Lorsque le juge est saisi en ce sens par le bailleur ou par le locataire, et à la condition que celui-ci ait repris le versement intégral du loyer courant avant la date de l’audience, les effets de la clause de résiliation de plein droit peuvent être suspendus pendant le cours des délais ainsi accordés par le juge. Cette suspension prend fin dès le premier impayé ou dès lors que le locataire ne se libère pas de sa dette locative dans le délai et selon les modalités fixés par le juge. Ces délais et les modalités de paiement accordés ne peuvent affecter l’exécution du contrat de location et notamment suspendre le paiement du loyer et des charges. Si le locataire se libère de sa dette locative dans le délai et selon les modalités fixés par le juge, la clause de résiliation de plein droit est réputée ne pas avoir joué. Dans le cas contraire, elle reprend son plein effet.
En l’espèce, il ressort du décompte versé aux débats que le paiement du loyer courant avait repris à la date de l’audience. La dette est par ailleurs entièrement réglée depuis le 8 janvier 2026.
Compte tenu du règlement intégral de l’arriéré locatif, après l’expiration du délai de deux mois imparti par le commandement de payer mais en cours de procédure, il convient d’accorder rétroactivement à M., [Q], [Z] des délais de paiement au 8 janvier 2026 pour acquitter la dette locative, de suspendre les effets de la clause résolutoire et de constater qu’à cette date, M., [Q], [Z] s’étant acquitté du montant de la dette, la clause résolutoire est dépourvue d’effet.
Sur les frais du procès et l’exécution provisoire
M., [Q], [Z], qui succombe à la cause, sera condamné aux dépens de la présente instance, conformément à l’article 696 du code de procédure civile, en ce compris le coût du commandement de payer et de l’assignation, sans nécessité d’énumérer l’ensemble des frais inclus aux dépens.
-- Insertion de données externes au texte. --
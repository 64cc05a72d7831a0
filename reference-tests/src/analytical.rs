//! Closed-form reference solutions for the validation scenarios.

/// Post-shock plateau density of the isothermal Riemann problem.
///
/// Both states start at rest with sound speed `c_s = 1`.  A left-running
/// rarefaction and a right-running isothermal shock bracket a plateau of
/// density `rho_s` moving at `v*`; matching the two waves gives
///
/// ```text
/// ln(rho_l / rho_s) = (rho_s/rho_r - 1) / sqrt(rho_s/rho_r)
/// ```
///
/// which is solved here by bisection.
pub fn isothermal_plateau_density(rho_l: f64, rho_r: f64) -> f64 {
    assert!(rho_l > rho_r && rho_r > 0.0);
    let f = |rho_s: f64| {
        let y = rho_s / rho_r;
        (rho_l / rho_s).ln() - (y - 1.0) / y.sqrt()
    };
    let mut lo = rho_r;
    let mut hi = rho_l;
    for _ in 0..200 {
        let mid = 0.5 * (lo + hi);
        if f(mid) > 0.0 {
            lo = mid;
        } else {
            hi = mid;
        }
    }
    0.5 * (lo + hi)
}

/// Plateau (post-shock) fluid velocity in units of the sound speed.
pub fn isothermal_plateau_velocity(rho_l: f64, rho_r: f64) -> f64 {
    (rho_l / isothermal_plateau_density(rho_l, rho_r)).ln()
}

/// Isothermal shock propagation speed into the right state, in units of
/// the sound speed.
pub fn isothermal_shock_speed(rho_l: f64, rho_r: f64) -> f64 {
    (isothermal_plateau_density(rho_l, rho_r) / rho_r).sqrt()
}

/// Osculating semi-major axis of a two-body orbit from the relative
/// separation and velocity (vis-viva), with `mu = G (m1 + m2)`.
pub fn semi_major_axis(r_rel: f64, v_rel_sqd: f64, mu: f64) -> f64 {
    1.0 / (2.0 / r_rel - v_rel_sqd / mu)
}

/// Orbital period for semi-major axis `a` and `mu = G (m1 + m2)`.
pub fn orbital_period(a: f64, mu: f64) -> f64 {
    2.0 * std::f64::consts::PI * (a * a * a / mu).sqrt()
}

/// Free-fall time of a uniform sphere of density `rho` (G = 1).
pub fn free_fall_time(rho: f64) -> f64 {
    (3.0 * std::f64::consts::PI / (32.0 * rho)).sqrt()
}

#[cfg(test)]
mod tests {
    use super::*;

    #[test]
    fn plateau_matches_hand_solution() {
        // The 4:1 contrast used by the shock-tube scenario.
        let rho_s = isothermal_plateau_density(0.5, 0.125);
        assert!((rho_s - 0.2483).abs() < 1.0e-3, "plateau {rho_s}");
        let v = isothermal_plateau_velocity(0.5, 0.125);
        assert!((v - 0.70).abs() < 0.01);
        let vs = isothermal_shock_speed(0.5, 0.125);
        assert!((vs - 1.41).abs() < 0.01);
    }

    #[test]
    fn plateau_scales_with_overall_density() {
        // The matching condition depends only on the density ratio times
        // an overall scale.
        let a = isothermal_plateau_density(1.0, 0.25);
        let b = isothermal_plateau_density(0.5, 0.125);
        assert!((a / b - 2.0).abs() < 1.0e-9);
    }

    #[test]
    fn vis_viva_circular_orbit() {
        // Circular orbit: v^2 = mu / r gives a = r.
        let mu = 4.0 * std::f64::consts::PI * std::f64::consts::PI * 2.0;
        let a = semi_major_axis(1.0, mu, mu);
        assert!((a - 1.0).abs() < 1.0e-12);
        let t = orbital_period(1.0, mu);
        assert!((t - 1.0 / 2.0_f64.sqrt()).abs() < 1.0e-12);
    }

    #[test]
    fn free_fall_of_unit_sphere() {
        // Uniform unit-mass unit-radius sphere: rho = 3/(4 pi).
        let rho = 3.0 / (4.0 * std::f64::consts::PI);
        let t = free_fall_time(rho);
        assert!((t - 1.1107).abs() < 1.0e-3, "t_ff = {t}");
    }
}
Selon l’article 514 du code de procédure civile, les décisions de première instance sont de droit exécutoires à titre provisoire à moins que la loi ou la décision rendue n’en dispose autrement. Selon le dernier alinéa de l’article 514-1 du même code, le juge ne peut toutefois pas écarter l’exécution provisoire de droit lorsqu’il statue en référé. La présente ordonnance sera donc assortie de l’exécution provisoire.
PAR CES MOTIFS,
La juge des contentieux de la protection,
CONSTATE que la dette locative visée dans le commandement de payer du 6 novembre 2024 n’a pas été réglée dans le délai de deux mois,
ACCORDE à M., [Q], [Z] des délais de paiement au 8 janvier 2026 ;
SUSPEND les effets de la clause résolutoire insérée au contrat de bail du 11 mars 2010 entre la société IMMOBILIERE 3F, d’une part, et M., [Q], [Z], d’autre part, concernant les locaux situés au, [Adresse 3] à, [Localité 2] ;
CONSTATE qu’à la date du 8 janvier 2026, M., [Q], [Z] s’étant acquitté de la dette locative, la clause résolutoire est dépourvue d’effet ;
DEBOUTE la société IMMOBILIERE 3F de sa demande d’expulsion et de condamnation de M., [Q], [Z] au paiement d’une indemnité d’occupation ;
CONDAMNE M., [Q], [Z] aux dépens comprenant notamment le coût du commandement de payer du 6 novembre 2024 et celui de l’assignation du 16 septembre 2025.
Ainsi jugé par mise à disposition au greffe le 24 mars 2026, et signé par la juge et la greffière susnommées.